There are mainly two types of ice cream vans in the United Kingdom:
- a hard van, which sells scoop ice cream and is only equipped with a freezer.
- a soft van, which has a freezer and also a soft serve "whippy" machine for serving ice cream cones and screwballs.

They are usually converted from factory standard vans with the rear cut away and replaced with a fibre glass body.

The traditional song played by ice cream vans in the United Kingdom, Ireland, Australia, and New Zealand is "Greensleeves". Other songs in these countries include "Anchors Aweigh", the "Colonel Bogey March", "Girls and Boys Come Out to Play", "Itsy Bitsy Teenie Weenie Yellow Polkadot Bikini", "The Liberty Bell", "'O sole mio", "Oh! Oh! Antonio!", "Spring Song", "The Sun Has Got His Hat On", "Swedish Rhapsody No. 1", and "Waltzing Matilda".

In several local authority areas, particularly in London Boroughs with existing street markets, street trading regulations prohibit ice cream vans from remaining in one static location. The legislation also contains powers to ban ice cream vans from specific streets. Proposals in the current London Local Authorities Bill would allow only 15 minutes of trading per vehicle per street each day.

Ice cream van chimes are regulated under a national code of practice that limits the sound level to 80 decibels and the duration of chimes to twelve seconds.
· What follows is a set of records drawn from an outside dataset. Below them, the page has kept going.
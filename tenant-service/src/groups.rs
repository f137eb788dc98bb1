//! Group resolution
//!
//! Groups are read-only projections over the membership store. Every call
//! re-derives the projection from current store contents; nothing is cached,
//! so group membership always reflects the latest role assignments.

use std::sync::Arc;
use uuid::Uuid;

use crate::store::MembershipStore;
use crate::views::GroupView;
use tenant_org::{Group, Locale};

/// Derives the all-members and dev groups from live membership data.
#[derive(Clone)]
pub struct GroupResolver {
    membership: Arc<dyn MembershipStore>,
}

impl std::fmt::Debug for GroupResolver {
    fn fmt(&self, f: &mut std::fmt::Formatter<'_>) -> std::fmt::Result {
        f.debug_struct("GroupResolver").finish()
    }
}

impl GroupResolver {
    /// Create a resolver over a membership store.
    pub fn new(membership: Arc<dyn MembershipStore>) -> Self {
        Self { membership }
    }

    /// The implicit all-members group, counted from the live member set.
    pub async fn all_members_group(&self, org_id: Uuid, locale: Locale) -> GroupView {
        let count = self.membership.member_count(org_id).await;
        GroupView::from_group(&Group::all_members(org_id), count, locale)
    }

    /// The dev group, counted from the live admin subset.
    pub async fn dev_group(&self, org_id: Uuid, locale: Locale) -> GroupView {
        let count = self.membership.admin_count(org_id).await;
        GroupView::from_group(&Group::dev(org_id), count, locale)
    }
}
Chimes should not be played more often than once every three minutes near sensitive locations such as schools, hospitals, and places of worship when they are in use. However, these rules are rarely observed or enforced.

In Scotland, ice cream vans have been used to sell smuggled cigarettes and, in the 1980s Glasgow ice cream wars, as front organizations to sell illicit drugs.

===Ice cream van manufacturer===

Whitby Morrison, based in Crewe, Cheshire, was founded by Bryan Whitby, who filed a UK patent in 1965 for mobile ice cream-producing equipment through which soft serve units were powered off the van's drive mechanism. Today, the company is the UK's biggest ice cream van manufacturer, producing around 100 vans a year; its products have been exported to over 60 countries. The company has also been developing a fully electric on-board battery system to power the soft-scoop machines it fits; the first all-electric van was expected to be delivered in the summer of 2019.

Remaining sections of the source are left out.